The Battered Bastards of Baseball (Chapman Way, Maclain Way, 2014) – There are few professional sports teams to that burned as brightly and flamed out as quickly as the Portland Mavericks. One of the last independent minor league baseball teams in the United States, they only lasted from 1973 to 1977. They never won a championship despite dominating the regular season. They had no affiliation to a Major League Baseball club, meaning their talent was largely made up of walk-ons and outcasts. They were seen as boorish threats to the increasingly corporatized establishment and they brought baseball back to a city that had it unceremoniously taken away from them by the league.

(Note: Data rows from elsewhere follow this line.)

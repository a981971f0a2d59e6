//! Request builders, one per resource operation.
//!
//! Each builder takes the submitted form and returns the [`ApiRequest`] to
//! send. Blank fields never reach a payload unless the operation always sends
//! them (`price` on menu create, `size` on reservation create, `capacity` on
//! table create).

use serde_json::{Map, Value};

use crate::client::ApiRequest;
use crate::error::Result;
use crate::form::{
    number_value, parse_bool, parse_float, parse_int, parse_items, required_id, to_utc_iso,
    FormData,
};

type Payload = Map<String, Value>;

/// Every non-blank field as a string, in form order
fn passthrough(form: &FormData) -> Payload {
    form.iter()
        .filter(|(_, value)| !value.is_empty())
        .map(|(name, value)| (name.to_string(), Value::String(value.to_string())))
        .collect()
}

fn put_text(payload: &mut Payload, form: &FormData, name: &str) {
    if let Some(value) = form.value(name) {
        payload.insert(name.to_string(), Value::String(value.to_string()));
    }
}

fn put_int(payload: &mut Payload, form: &FormData, name: &str) {
    if let Some(value) = form.value(name) {
        payload.insert(name.to_string(), number_value(parse_int(value)));
    }
}

fn put_float(payload: &mut Payload, form: &FormData, name: &str) {
    if let Some(value) = form.value(name) {
        payload.insert(name.to_string(), number_value(parse_float(value)));
    }
}

fn put_bool(payload: &mut Payload, form: &FormData, name: &str) {
    if let Some(value) = form.value(name) {
        payload.insert(name.to_string(), Value::Bool(parse_bool(value)));
    }
}

fn put_time(payload: &mut Payload, form: &FormData, name: &str) -> Result<()> {
    if let Some(value) = form.value(name) {
        payload.insert(name.to_string(), Value::String(to_utc_iso(value)?));
    }
    Ok(())
}

// ---------- MENU ----------

pub fn menu_list() -> ApiRequest {
    ApiRequest::get("/api/menu")
}

pub fn menu_create(form: &FormData) -> Result<ApiRequest> {
    let mut payload = passthrough(form);
    let price = parse_float(form.get("price").unwrap_or_default());
    payload.insert("price".to_string(), number_value(price));
    Ok(ApiRequest::post("/api/menu", Value::Object(payload)))
}

pub fn menu_update(form: &FormData) -> Result<ApiRequest> {
    let id = required_id(form, "id")?;
    let mut payload = Payload::new();
    put_text(&mut payload, form, "name");
    put_text(&mut payload, form, "category");
    put_bool(&mut payload, form, "available");
    put_float(&mut payload, form, "price");
    Ok(ApiRequest::put(format!("/api/menu/{}", id), Value::Object(payload)))
}

pub fn menu_delete(form: &FormData) -> Result<ApiRequest> {
    let id = required_id(form, "id")?;
    Ok(ApiRequest::delete(format!("/api/menu/{}", id)))
}

// ---------- TABLES ----------

pub fn table_list() -> ApiRequest {
    ApiRequest::get("/api/tables")
}

pub fn table_create(form: &FormData) -> Result<ApiRequest> {
    let mut payload = passthrough(form);
    let capacity = parse_int(form.value("capacity").unwrap_or("2"));
    payload.insert("capacity".to_string(), number_value(capacity));
    Ok(ApiRequest::post("/api/tables", Value::Object(payload)))
}

pub fn table_update(form: &FormData) -> Result<ApiRequest> {
    let id = required_id(form, "id")?;
    let mut payload = Payload::new();
    put_text(&mut payload, form, "label");
    put_int(&mut payload, form, "capacity");
    put_bool(&mut payload, form, "occupied");
    Ok(ApiRequest::put(format!("/api/tables/{}", id), Value::Object(payload)))
}

pub fn table_delete(form: &FormData) -> Result<ApiRequest> {
    let id = required_id(form, "id")?;
    Ok(ApiRequest::delete(format!("/api/tables/{}", id)))
}

// ---------- RESERVATIONS ----------

pub fn reservation_list() -> ApiRequest {
    ApiRequest::get("/api/reservations")
}

pub fn reservation_create(form: &FormData) -> Result<ApiRequest> {
    let mut payload = passthrough(form);
    put_time(&mut payload, form, "time")?;
    let size = parse_int(form.get("size").unwrap_or_default());
    payload.insert("size".to_string(), number_value(size));
    put_int(&mut payload, form, "table_id");
    Ok(ApiRequest::post("/api/reservations", Value::Object(payload)))
}

pub fn reservation_update(form: &FormData) -> Result<ApiRequest> {
    let id = required_id(form, "id")?;
    let mut payload = Payload::new();
    put_text(&mut payload, form, "name");
    put_text(&mut payload, form, "phone");
    put_int(&mut payload, form, "size");
    put_time(&mut payload, form, "time")?;
    put_int(&mut payload, form, "table_id");
    Ok(ApiRequest::put(
        format!("/api/reservations/{}", id),
        Value::Object(payload),
    ))
}

pub fn reservation_delete(form: &FormData) -> Result<ApiRequest> {
    let id = required_id(form, "id")?;
    Ok(ApiRequest::delete(format!("/api/reservations/{}", id)))
}

// ---------- ORDERS ----------

pub fn order_list() -> ApiRequest {
    ApiRequest::get("/api/orders")
}

pub fn order_create(form: &FormData) -> Result<ApiRequest> {
    let mut payload = Payload::new();
    put_int(&mut payload, form, "table_id");
    payload.insert("items".to_string(), parse_items(form.get("items")));
    Ok(ApiRequest::post("/api/orders", Value::Object(payload)))
}

/// Either a menu item reference or a custom line with its own name and price
pub fn order_item_add(form: &FormData) -> Result<ApiRequest> {
    let order_id = required_id(form, "order_id")?;
    let mut payload = Payload::new();
    put_int(&mut payload, form, "menu_item_id");
    put_text(&mut payload, form, "name");
    put_float(&mut payload, form, "price");
    put_int(&mut payload, form, "quantity");
    Ok(ApiRequest::post(
        format!("/api/orders/{}/items", order_id),
        Value::Object(payload),
    ))
}

pub fn order_item_update(form: &FormData) -> Result<ApiRequest> {
    let order_id = required_id(form, "order_id")?;
    let item_id = required_id(form, "item_id")?;
    let mut payload = Payload::new();
    put_int(&mut payload, form, "quantity");
    put_float(&mut payload, form, "price");
    Ok(ApiRequest::put(
        format!("/api/orders/{}/items/{}", order_id, item_id),
        Value::Object(payload),
    ))
}

pub fn order_item_delete(form: &FormData) -> Result<ApiRequest> {
    let order_id = required_id(form, "order_id")?;
    let item_id = required_id(form, "item_id")?;
    Ok(ApiRequest::delete(format!(
        "/api/orders/{}/items/{}",
        order_id, item_id
    )))
}

// ---------- BILLING ----------

pub fn order_pay(form: &FormData) -> Result<ApiRequest> {
    let order_id = required_id(form, "order_id")?;
    let mut payload = Payload::new();
    put_float(&mut payload, form, "amount");
    put_text(&mut payload, form, "method");
    Ok(ApiRequest::post(
        format!("/api/orders/{}/pay", order_id),
        Value::Object(payload),
    ))
}

pub fn payment_list() -> ApiRequest {
    ApiRequest::get("/api/payments")
}

// ---------- REPORTS / HEALTH ----------

pub fn sales_report() -> ApiRequest {
    ApiRequest::get("/api/reports/sales")
}

pub fn health() -> ApiRequest {
    ApiRequest::get("/api/health")
}

#[cfg(test)]
mod tests {
    use super::*;
    use crate::client::Method;
    use crate::error::AdminError;
    use serde_json::json;

    fn form(pairs: &[(&str, &str)]) -> FormData {
        pairs.iter().copied().collect()
    }

    #[test]
    fn menu_create_coerces_price() {
        let req = menu_create(&form(&[
            ("name", "Soup"),
            ("category", "Starters"),
            ("price", "4.5"),
        ]))
        .unwrap();
        assert_eq!(req.method, Method::Post);
        assert_eq!(req.path, "/api/menu");
        assert_eq!(
            req.body,
            Some(json!({"name": "Soup", "category": "Starters", "price": 4.5}))
        );
    }

    #[test]
    fn menu_create_bad_price_is_null() {
        let req = menu_create(&form(&[("name", "Soup"), ("category", ""), ("price", "cheap")])).unwrap();
        assert_eq!(req.body, Some(json!({"name": "Soup", "price": null})));
    }

    #[test]
    fn menu_update_only_sends_filled_fields() {
        let req = menu_update(&form(&[
            ("id", "5"),
            ("name", ""),
            ("category", ""),
            ("available", "FALSE"),
            ("price", "12"),
        ]))
        .unwrap();
        assert_eq!(req.method, Method::Put);
        assert_eq!(req.path, "/api/menu/5");
        assert_eq!(req.body, Some(json!({"available": false, "price": 12})));

        let req = menu_update(&form(&[("id", "5"), ("available", "True")])).unwrap();
        assert_eq!(req.body, Some(json!({"available": true})));
    }

    #[test]
    fn update_and_delete_need_an_id() {
        assert!(matches!(menu_update(&form(&[("name", "x")])), Err(AdminError::Coercion(_))));
        assert!(matches!(table_delete(&form(&[("id", "")])), Err(AdminError::Coercion(_))));
        assert!(matches!(order_pay(&form(&[("amount", "3")])), Err(AdminError::Coercion(_))));
    }

    #[test]
    fn table_create_defaults_capacity() {
        let req = table_create(&form(&[("label", "T1"), ("capacity", "")])).unwrap();
        assert_eq!(req.body, Some(json!({"label": "T1", "capacity": 2})));

        let req = table_create(&form(&[("label", "T2"), ("capacity", "6")])).unwrap();
        assert_eq!(req.body, Some(json!({"label": "T2", "capacity": 6})));
    }

    #[test]
    fn table_update_and_delete() {
        let req = table_update(&form(&[
            ("id", "3"),
            ("label", ""),
            ("capacity", "4"),
            ("occupied", "yes"),
        ]))
        .unwrap();
        assert_eq!(req.path, "/api/tables/3");
        assert_eq!(req.body, Some(json!({"capacity": 4, "occupied": false})));

        let req = table_delete(&form(&[("id", "3")])).unwrap();
        assert_eq!(req.method, Method::Delete);
        assert_eq!(req.path, "/api/tables/3");
        assert_eq!(req.body, None);
    }

    #[test]
    fn reservation_create_coerces_fields() {
        let req = reservation_create(&form(&[
            ("name", "Ada"),
            ("phone", "+1555"),
            ("size", "4"),
            ("time", "2025-10-05T19:30:00Z"),
            ("table_id", ""),
        ]))
        .unwrap();
        assert_eq!(req.path, "/api/reservations");
        assert_eq!(
            req.body,
            Some(json!({
                "name": "Ada",
                "phone": "+1555",
                "size": 4,
                "time": "2025-10-05T19:30:00.000Z"
            }))
        );
    }

    #[test]
    fn reservation_create_table_and_missing_size() {
        let req = reservation_create(&form(&[("name", "Ada"), ("table_id", "9")])).unwrap();
        assert_eq!(
            req.body,
            Some(json!({"name": "Ada", "size": null, "table_id": 9}))
        );
    }

    #[test]
    fn reservation_create_rejects_bad_time() {
        let result = reservation_create(&form(&[("size", "2"), ("time", "soon")]));
        assert!(matches!(result, Err(AdminError::Coercion(_))));
    }

    #[test]
    fn reservation_update_with_only_size() {
        let req = reservation_update(&form(&[("id", "7"), ("size", "4")])).unwrap();
        assert_eq!(req.method, Method::Put);
        assert_eq!(req.path, "/api/reservations/7");
        assert_eq!(req.body, Some(json!({"size": 4})));
    }

    #[test]
    fn reservation_delete_path() {
        let req = reservation_delete(&form(&[("id", "12")])).unwrap();
        assert_eq!(req.path, "/api/reservations/12");
        assert_eq!(req.body, None);
    }

    #[test]
    fn order_create_drops_other_fields() {
        let req = order_create(&form(&[
            ("table_id", "2"),
            ("note", "window seat"),
            ("items", r#"[{"menu_item_id":1,"quantity":2}]"#),
        ]))
        .unwrap();
        assert_eq!(
            req.body,
            Some(json!({"table_id": 2, "items": [{"menu_item_id": 1, "quantity": 2}]}))
        );
    }

    #[test]
    fn order_create_malformed_items() {
        let req = order_create(&form(&[("table_id", ""), ("items", "[{oops")])).unwrap();
        assert_eq!(req.body, Some(json!({"items": []})));
    }

    #[test]
    fn pay_builds_path_from_order_id() {
        let req = order_pay(&form(&[("order_id", "11"), ("amount", "25.50"), ("method", "card")])).unwrap();
        assert_eq!(req.path, "/api/orders/11/pay");
        assert_eq!(req.body, Some(json!({"amount": 25.5, "method": "card"})));

        let req = order_pay(&form(&[("order_id", "11"), ("amount", ""), ("method", "")])).unwrap();
        assert_eq!(req.body, Some(json!({})));
    }

    #[test]
    fn order_item_requests() {
        let req = order_item_add(&form(&[("order_id", "4"), ("menu_item_id", "2"), ("quantity", "3")])).unwrap();
        assert_eq!(req.path, "/api/orders/4/items");
        assert_eq!(req.body, Some(json!({"menu_item_id": 2, "quantity": 3})));

        let req = order_item_add(&form(&[("order_id", "4"), ("name", "Corkage"), ("price", "10")])).unwrap();
        assert_eq!(req.body, Some(json!({"name": "Corkage", "price": 10})));

        let req = order_item_update(&form(&[("order_id", "4"), ("item_id", "8"), ("quantity", "1")])).unwrap();
        assert_eq!(req.method, Method::Put);
        assert_eq!(req.path, "/api/orders/4/items/8");
        assert_eq!(req.body, Some(json!({"quantity": 1})));

        let req = order_item_delete(&form(&[("order_id", "4"), ("item_id", "8")])).unwrap();
        assert_eq!(req.method, Method::Delete);
        assert_eq!(req.path, "/api/orders/4/items/8");
    }

    #[test]
    fn list_endpoints() {
        assert_eq!(menu_list().path, "/api/menu");
        assert_eq!(table_list().path, "/api/tables");
        assert_eq!(reservation_list().path, "/api/reservations");
        assert_eq!(order_list().path, "/api/orders");
        assert_eq!(payment_list().path, "/api/payments");
        assert_eq!(sales_report().path, "/api/reports/sales");
        assert_eq!(health().method, Method::Get);
    }
}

The story of the Mavericks is a fascinating one worthy of its own fictionalize retelling. You almost can’t make up the trajectory of the team that’s showcased in Chapman and Maclain Way’s Netflix produced documentary about their rise and unjust fall. Started up by baseball fan and actor Bing Russell (and helped along by his son and fellow actor, Kurt) for a bargain basement price, the team was expected by many prognosticators and insiders to be a dismal failure before a single pitch or at bat. Low and behold, the team was actually really great despite sometimes shady characters of dubious repute and a rabid, sometimes uncouth fan base.
The Battered Bastards of Baseball bristles with the kind of humour and human insight that suggests a documentary take on America’s pastime that does for the sport what Slap Shot did for hockey. (I would compare this to a documentary version of Major League, but this is a lot better and far more nuanced than that.) It’s a loveable, ragtag group of professionals, amateurs, and fans trying to do something special for the game they love, and that sense of pride and accomplishment years on from those still around who were involved (shot in Errol Morris style against almost blinding white backdrops and delivered with a remarkable amount of open candour) is positively infectious and riveting. When the league tries to put the kibosh on the Maverick’s operations and other more affluent minor league clubs flush with professional money and talent start stacking the deck unfairly, you’ll wish you still lived in an era where a team as unorthodox as the Mavericks could actually exist.
It also doesn’t come with a sad ending, though, despite the team shuttering operations. I mean, you know Kurt Russell went on to be a huge thing, but I won’t spoil the joy of finding out what some of the other people on the team went on to do, especially who the bat boy became.
The Battered Bastards of Baseball is available exclusively on Netflix.